**ASSIGNMENT:**
Transcribe exactly the span of lines that begins the records and ends with the line holding "is still being", both boundary lines included.

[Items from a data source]

**********

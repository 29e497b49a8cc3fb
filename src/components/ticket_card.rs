#[cfg(test)]
#[path = "ticket_card_test.rs"]
mod ticket_card_test;

use leptos::prelude::*;

use crate::net::types::Ticket;

/// Message shown when a ticket has no number assigned yet.
pub const TICKET_PENDING_MESSAGE: &str =
    "Ticket is still being processed. Please try again in a moment.";

/// Where a ticket card navigates: `None` until the backend assigns a number.
pub fn ticket_href(ticket: &Ticket) -> Option<String> {
    ticket.ticket_number.map(|n| format!("/tickets/{n}"))
}

/// A single ticket in the list.
///
/// Numberless tickets render but do not navigate; clicking one shows an
/// informational alert instead of following the link.
#[component]
pub fn TicketCard(ticket: Ticket) -> impl IntoView {
    let href = ticket_href(&ticket).unwrap_or_else(|| "#".to_owned());
    let navigable = ticket.ticket_number.is_some();

    let on_click = move |ev: leptos::ev::MouseEvent| {
        if !navigable {
            ev.prevent_default();
            #[cfg(feature = "hydrate")]
            {
                if let Some(w) = web_sys::window() {
                    let _ = w.alert_with_message(TICKET_PENDING_MESSAGE);
                }
            }
        }
    };

    let Ticket { title, description, ticket_number, created_at, .. } = ticket;

    view! {
        <a class="ticket-card" href=href on:click=on_click>
            <h3 class="ticket-card__title">{title}</h3>
            <p class="ticket-card__description">{description}</p>
            {ticket_number
                .map(|n| {
                    view! { <p class="ticket-card__number">{format!("Ticket #{n}")}</p> }
                })}
            <p class="ticket-card__created">{format!("Created At: {created_at}")}</p>
        </a>
    }
}
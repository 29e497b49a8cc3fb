//! Reusable UI components.

pub mod navbar;
pub mod ticket_card;
//! Login page. Authentication itself happens against the remote API and its
//! session cookie; this page is the navigation target for the navbar link.

use leptos::prelude::*;

/// Login landing page.
#[component]
pub fn LoginPage() -> impl IntoView {
    view! {
        <div class="login-page">
            <h1>"TicketDesk"</h1>
            <p>"Log in to submit and track support tickets."</p>
            <a href="/" class="btn btn--primary">
                "Back to tickets"
            </a>
        </div>
    }
}
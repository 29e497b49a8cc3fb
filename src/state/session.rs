#[cfg(test)]
#[path = "session_test.rs"]
mod session_test;

use crate::net::types::User;

/// Client-held session: the current authenticated identity and credential.
///
/// Held in an `RwSignal<SessionState>` provided via context. The only
/// mutators are [`SessionState::set_auth`] and [`SessionState::logout`],
/// both total and synchronous, so `is_authenticated == user.is_some()`
/// holds after every mutation. Tab-lifetime only; nothing is persisted.
#[derive(Clone, Debug, Default)]
pub struct SessionState {
    pub user: Option<User>,
    pub token: Option<String>,
    pub is_authenticated: bool,
    /// True while the newest verification request is in flight.
    pub loading: bool,
    verify_seq: u64,
    applied_seq: u64,
}

impl SessionState {
    /// Install an authenticated identity and its credential.
    pub fn set_auth(&mut self, user: User, token: Option<String>) {
        self.user = Some(user);
        self.token = token;
        self.is_authenticated = true;
    }

    /// Clear the session. Total: safe to call on an already-empty session.
    pub fn logout(&mut self) {
        self.user = None;
        self.token = None;
        self.is_authenticated = false;
    }

    /// Issue a sequence number for a new verification request and mark the
    /// session as loading.
    pub fn begin_verify(&mut self) -> u64 {
        self.verify_seq += 1;
        self.loading = true;
        self.verify_seq
    }

    /// Apply a verification response. Responses are sequenced: anything not
    /// newer than the last applied response is rejected, so a slow stale
    /// verify can never overwrite fresher state.
    ///
    /// A positive outcome installs the returned identity, preferring a token
    /// rotated by the server over the one already held. A negative outcome
    /// (`user` is `None`) settles the request without clearing the session;
    /// clearing is the caller's explicit decision.
    ///
    /// Returns `true` if the response was applied, `false` if stale.
    pub fn apply_verify(&mut self, seq: u64, user: Option<User>) -> bool {
        if seq <= self.applied_seq {
            return false;
        }
        self.applied_seq = seq;
        if seq == self.verify_seq {
            self.loading = false;
        }
        if let Some(user) = user {
            let token = user.token.clone().or_else(|| self.token.clone());
            self.set_auth(user, token);
        }
        true
    }
}
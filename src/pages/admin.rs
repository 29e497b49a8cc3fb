//! Admin landing page, the navigation target for the admin-only navbar link.

use leptos::prelude::*;

use crate::state::session::SessionState;

/// Admin landing page. The navbar only links here for the `admin` role;
/// anyone else who navigates directly sees the access note.
#[component]
pub fn AdminPage() -> impl IntoView {
    let session = expect_context::<RwSignal<SessionState>>();

    let is_admin = move || {
        session
            .get()
            .user
            .is_some_and(|u| u.role == "admin")
    };

    view! {
        <div class="admin-page">
            <h2>"Admin"</h2>
            <Show
                when=is_admin
                fallback=|| view! { <p>"Admin access required."</p> }
            >
                <p>"Ticket administration."</p>
            </Show>
        </div>
    }
}
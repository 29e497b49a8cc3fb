//! Top navigation bar: verifies the session on mount and renders
//! auth-aware links.

use leptos::prelude::*;

use crate::state::session::SessionState;

/// Navigation bar shown on every page.
///
/// On mount it asks the backend to verify the session; a negative result
/// explicitly clears local state so a stale client-held session self-heals
/// to match remote truth. Renders Signup/Login links when unauthenticated,
/// and a greeting, an admin link (for the `admin` role), and a Logout
/// button when authenticated.
#[component]
pub fn Navbar() -> impl IntoView {
    let session = expect_context::<RwSignal<SessionState>>();

    // Verify authentication status with the backend on mount. The closure
    // reads nothing reactively, so this runs once per mount.
    Effect::new(move || {
        #[cfg(feature = "hydrate")]
        {
            leptos::task::spawn_local(async move {
                // `None` means this check was superseded by a newer one.
                if let Some(outcome) = crate::net::api::verify(session).await {
                    if !outcome.authenticated {
                        session.update(SessionState::logout);
                    }
                }
            });
        }
    });

    let on_logout = move |_| {
        #[cfg(feature = "hydrate")]
        {
            leptos::task::spawn_local(async move {
                if crate::net::api::logout(session).await {
                    // Navigate to login via window.location for a clean state.
                    if let Some(w) = web_sys::window() {
                        let _ = w.location().set_href("/login");
                    }
                }
            });
        }
    };

    let is_authenticated = move || session.get().is_authenticated;
    let user_name = move || session.get().user.map(|u| u.name);
    let is_admin = move || {
        session
            .get()
            .user
            .is_some_and(|u| u.role == "admin")
    };

    view! {
        <div class="navbar">
            <a href="/" class="navbar__brand">
                "TicketDesk"
            </a>
            <span class="navbar__spacer"></span>
            <Show
                when=is_authenticated
                fallback=|| {
                    view! {
                        <a href="/signup" class="btn btn--small">
                            "Signup"
                        </a>
                        <a href="/login" class="btn btn--small">
                            "Login"
                        </a>
                    }
                }
            >
                {move || {
                    user_name()
                        .map(|name| {
                            view! {
                                <a href="/profile" class="navbar__greeting">
                                    {format!("Hi, {name}")}
                                </a>
                            }
                        })
                }}
                <Show when=is_admin>
                    <a href="/admin" class="btn btn--small">
                        "Admin"
                    </a>
                </Show>
                <button class="btn btn--small navbar__logout" on:click=on_logout>
                    "Logout"
                </button>
            </Show>
        </div>
    }
}
//! Logging and observability
//!
//! Structured logging with `tracing`: human-readable console output and
//! optional JSON files with rotation.
//!
//! ```no_run
//! use consent_export::logging::init_logging;
//! use consent_export::config::LoggingConfig;
//!
//! let _guard = init_logging("info", &LoggingConfig::default()).expect("logging");
//! tracing::info!(project_id = "p1", page = 1, "Fetching consents");
//! ```

pub mod structured;

pub use structured::{export_span, init_logging, project_span, LoggingGuard};
//! External integrations
//!
//! - [`consent_api`] - Remote consent-management REST API

pub mod consent_api;
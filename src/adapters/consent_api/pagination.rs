//! Page cursor shared by the paginated listings
//!
//! Pages are requested from 1 upwards. After each response the cursor looks
//! at the last page number reported by that response: once the fetched page
//! reaches it, the listing is complete. Empty pages do not stop pagination.

/// Position in a paginated listing
#[derive(Debug, Clone, Copy, PartialEq, Eq)]
pub struct PageCursor {
    next_page: Option<u32>,
    last_page: Option<u32>,
}

impl Default for PageCursor {
    fn default() -> Self {
        Self::new()
    }
}

impl PageCursor {
    /// Cursor positioned before page 1
    pub fn new() -> Self {
        Self {
            next_page: Some(1),
            last_page: None,
        }
    }

    /// Page to request next, `None` once the listing is exhausted
    pub fn next_page(&self) -> Option<u32> {
        self.next_page
    }

    /// Last page reported by the most recent response
    pub fn last_page(&self) -> Option<u32> {
        self.last_page
    }

    /// Record that `fetched` was received with `last_page` in its header
    pub fn advance(&mut self, fetched: u32, last_page: u32) {
        self.last_page = Some(last_page);
        // `>=` also ends listings whose servers report 0 pages for no results
        self.next_page = if fetched >= last_page {
            None
        } else {
            Some(fetched + 1)
        };
    }
}
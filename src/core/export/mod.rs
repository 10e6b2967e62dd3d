//! Export orchestration
//!
//! This module provides the core export logic:
//! - Export coordination and orchestration
//! - Streaming CSV output
//! - Summary and reporting

pub mod coordinator;
pub mod summary;
pub mod writer;

pub use coordinator::{export_file_path, ExportCoordinator};
pub use summary::{humanize_elapsed, ExportOutcome, ExportSummary};
pub use writer::ConsentCsvWriter;
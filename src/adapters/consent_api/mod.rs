//! Consent-management API adapter
//!
//! This module provides the rate-limited HTTP client, the shared pagination
//! cursor, and the two listings the export needs: published projects of an
//! organization and consents of a project.

pub mod client;
pub mod consents;
pub mod models;
pub mod pagination;
pub mod projects;
pub mod rate_limit;
pub mod retry;

pub use client::ConsentApiClient;
pub use consents::{ConsentFetcher, ConsentPages};
pub use models::{Page, LAST_PAGE_HEADER};
pub use pagination::PageCursor;
pub use projects::ProjectLister;
pub use rate_limit::RateLimiter;
pub use retry::RetryPolicy;
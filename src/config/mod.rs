//! Configuration management for the exporter.
//!
//! # Overview
//!
//! Configuration comes from an optional TOML file plus environment
//! variables. Without a file, the four run parameters are read straight
//! from the environment (a `.env` file is honoured):
//!
//! ```bash
//! ORGANIZATION_ID=5fb3e3c3a1b2c3d4e5f60718
//! START_DATE=2024-01-01
//! END_DATE=2024-01-31
//! ACCESS_TOKEN=eyJhbGciOi...
//! ```
//!
//! # Configuration Structure
//!
//! - [`ApplicationConfig`] - Log level
//! - [`ApiConfig`] - Base URL, token, timeout, [`RetryConfig`], [`RateLimitConfig`]
//! - [`ExportConfig`] - Organization, date range, output directory
//! - [`LoggingConfig`] - Optional rolling file logs
//!
//! # Example Configuration
//!
//! ```toml
//! [api]
//! access_token = "${ACCESS_TOKEN}"
//!
//! [api.rate_limit]
//! max_requests = 100
//! period_seconds = 60
//!
//! [export]
//! organization_id = "5fb3e3c3a1b2c3d4e5f60718"
//! start_date = "2024-01-01"
//! end_date = "2024-01-31"
//! ```
//!
//! ```rust,no_run
//! use consent_export::config::load_config;
//!
//! # fn example() -> Result<(), Box<dyn std::error::Error>> {
//! let config = load_config("consent-export.toml")?;
//! println!("Exporting to {}", config.export.output_dir);
//! # Ok(())
//! # }
//! ```

pub mod loader;
pub mod schema;
pub mod secret;

// Re-export commonly used types
pub use loader::{load_config, load_from_env, resolve_config};
pub use schema::{
    ApiConfig, ApplicationConfig, ExportConfig, ExporterConfig, LoggingConfig, RateLimitConfig,
    RetryConfig,
};
pub use secret::{secret_string, SecretString, SecretValue};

**********

**EXERCISE ANSWER:**
repository 29e497b49a8cc3fb
filename src/components/ticket_card.rs
#[cfg(test)]
#[path = "ticket_card_test.rs"]
mod ticket_card_test;

use leptos::prelude::*;

use crate::net::types::Ticket;

/// Message shown when a ticket has no number assigned yet.
pub const TICKET_PENDING_MESSAGE: &str =
    "Ticket is still being processed. Please try again in a moment.";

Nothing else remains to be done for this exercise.